En encourageant l’importation de produits au coût de production inférieur et qui sont soumis à des standards sociaux, sanitaires, environnementaux, liés au bien-être animal moins exigeants que ceux prévalant en Europe, ils provoquent une concurrence déloyale.
À tel point que les agriculteur·ices européen·nes, pour pouvoir rivaliser avec leurs homologues des pays tiers, n’ont parfois d’autre choix que d’accepter des prix qui se situent en dessous de leurs coûts de production.
Puisque le principe du libre-échange est de faciliter les échanges commerciaux internationaux, l’Europe est prête à ouvrir ses marchés agricoles pour pouvoir vendre plus de services, d’automobiles, de produits industriels et chimiques, de machines et bien d’autres choses à des pays tiers.
« Généralement, les ALE sont plutôt pensés pour améliorer le bien-être des consommateurs, au détriment des producteurs qui sont considérés comme la variable d’ajustement, souligne Maxime Combes, économiste[1] et coordinateur du collectif Stop Ceta/Mercosur. Les institutions européennes et les États membres sont bien conscients que ces accords vont avoir des impacts sur certains des secteurs les moins compétitifs de l’agriculture européenne. Mais ils considèrent que l’effet sera globalement positif car le consommateur va voir les prix de plusieurs produits diminuer ou ne pas augmenter, et avoir accès à des produits fabriqués ailleurs sur la planète[2]. »

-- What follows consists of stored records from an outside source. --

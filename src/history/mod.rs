pub mod text;
pub mod binary;
use crate::{command::MacroCommand, LogFormat};
use anyhow::{Context, Result};
use log::{debug, info, warn};
use std::{
    fs, io::Write, path::{Path, PathBuf},
    time::SystemTime,
};
use tempfile::NamedTempFile;
pub const UNDO_SECTION: &str = "UNDO SECTION";
pub const REDO_SECTION: &str = "REDO SECTION";
pub const TEXT_LOG_NAME: &str = "history.txt";
pub const BINARY_LOG_NAME: &str = "history.bin";
/// Both stacks as read from disk, bottom to top.
#[derive(Debug, Clone, Default, PartialEq, Eq)]
pub struct LoadedHistory {
    pub undo: Vec<MacroCommand>,
    pub redo: Vec<MacroCommand>,
}
impl LoadedHistory {
    pub fn is_empty(&self) -> bool {
        self.undo.is_empty() && self.redo.is_empty()
    }
}
/// Reads and writes the persisted undo log in either format.
#[derive(Debug, Clone)]
pub struct HistoryStore {
    logs_dir: PathBuf,
    compression: u8,
}
impl HistoryStore {
    pub fn new(logs_dir: impl Into<PathBuf>, compression: u8) -> Self {
        Self {
            logs_dir: logs_dir.into(),
            compression,
        }
    }
    pub fn path_for(&self, format: LogFormat) -> PathBuf {
        match format {
            LogFormat::Text => self.logs_dir.join(TEXT_LOG_NAME),
            LogFormat::Binary => self.logs_dir.join(BINARY_LOG_NAME),
        }
    }
    pub fn try_save(
        &self,
        format: LogFormat,
        undo: &[&MacroCommand],
        redo: &[&MacroCommand],
    ) -> Result<PathBuf> {
        let path = self.path_for(format);
        let data = match format {
            LogFormat::Text => text::render_log(undo, redo).into_bytes(),
            LogFormat::Binary => binary::encode(undo, redo, self.compression)?,
        };
        write_atomic(&path, &data)?;
        debug!(
            "saved {} undo / {} redo batches to {:?}", undo.len(), redo.len(), path
        );
        Ok(path)
    }
    /// Like `try_save`, but a failure is only logged.
    pub fn save(&self, format: LogFormat, undo: &[&MacroCommand], redo: &[&MacroCommand]) -> bool {
        match self.try_save(format, undo, redo) {
            Ok(_) => true,
            Err(e) => {
                warn!("could not save history: {e:?}");
                false
            }
        }
    }
    /// The log to read: the newer of the two when both exist.
    pub fn select_source(&self) -> Option<(LogFormat, PathBuf)> {
        let text = self.candidate(LogFormat::Text);
        let binary = self.candidate(LogFormat::Binary);
        match (text, binary) {
            (Some((text_path, text_time)), Some((binary_path, binary_time))) => {
                if text_time > binary_time {
                    Some((LogFormat::Text, text_path))
                } else {
                    Some((LogFormat::Binary, binary_path))
                }
            }
            (Some((path, _)), None) => Some((LogFormat::Text, path)),
            (None, Some((path, _))) => Some((LogFormat::Binary, path)),
            (None, None) => None,
        }
    }
    fn candidate(&self, format: LogFormat) -> Option<(PathBuf, SystemTime)> {
        let path = self.path_for(format);
        let modified = fs::metadata(&path).and_then(|m| m.modified()).ok()?;
        Some((path, modified))
    }
    pub fn try_load(&self) -> Result<LoadedHistory> {
        let Some((format, path)) = self.select_source() else {
            debug!("no history in {:?}", self.logs_dir);
            return Ok(LoadedHistory::default());
        };
        let history = match format {
            LogFormat::Text => {
                let content = fs::read_to_string(&path)
                    .with_context(|| format!("cannot read {:?}", path))?;
                text::parse_log(&content)
            }
            LogFormat::Binary => {
                let data = fs::read(&path)
                    .with_context(|| format!("cannot read {:?}", path))?;
                binary::decode(&data).with_context(|| format!("corrupt history {:?}", path))?
            }
        };
        info!(
            "loaded {} undo / {} redo batches from {:?}", history.undo.len(), history
            .redo.len(), path
        );
        Ok(history)
    }
    /// Any failure reads as an empty history.
    pub fn load(&self) -> LoadedHistory {
        self.try_load()
            .unwrap_or_else(|e| {
                warn!("ignoring unreadable history: {e:?}");
                LoadedHistory::default()
            })
    }
    pub fn remove_files(&self) -> Result<()> {
        for format in [LogFormat::Text, LogFormat::Binary] {
            let path = self.path_for(format);
            if path.exists() {
                fs::remove_file(&path).with_context(|| format!("cannot remove {:?}", path))?;
            }
        }
        Ok(())
    }
}
fn write_atomic(path: &Path, data: &[u8]) -> Result<()> {
    let dir = path.parent().unwrap_or_else(|| Path::new("."));
    fs::create_dir_all(dir).with_context(|| format!("cannot create directory {:?}", dir))?;
    let mut temp = NamedTempFile::new_in(dir)
        .with_context(|| format!("cannot create temporary file in {:?}", dir))?;
    temp.write_all(data)?;
    temp.flush()?;
    temp.persist(path).with_context(|| format!("cannot atomically replace {:?}", path))?;
    Ok(())
}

Si le monde agricole dans son ensemble déplore un manque de perspectives, il ne parle pas d’une même voix en ce qui concerne les solutions proposées. À l’échelle européenne, il y a d’un côté le Copa-Cogeca et de l’autre, la Coordination européenne Via Campesina (ECVC). Le profil de leurs adhérents et leurs réalités étant différentes, leurs revendications le sont aussi.
Comme nous l’écrivions en 2021[3], le Copa-Cogeca est l’alliance des syndicats dominants et des coopératives agricoles européennes. Elle regroupe plus de 22 millions d’agriculteurs et 22.000 coopératives. Le Boerenbond flamand et la Fédération wallonne de l’agriculture (Fwa) en font partie.
« Le Copa-Cogeca, présidé par Christiane Lambert, ancienne présidente de la FNSEA en France [le syndicat agricole majoritaire dans ce pays, NDLR], est beaucoup plus proche de l’agro-industrie et défend la libéralisation des marchés agricoles et la concentration des productions », décrit Elise Roullaud, maîtresse de conférences en sociologie à l’Université catholique de l’Ouest (Angers en France) et autrice de l’ouvrage Contester l’Europe agricole. La Confédération paysanne à l’épreuve de la PAC.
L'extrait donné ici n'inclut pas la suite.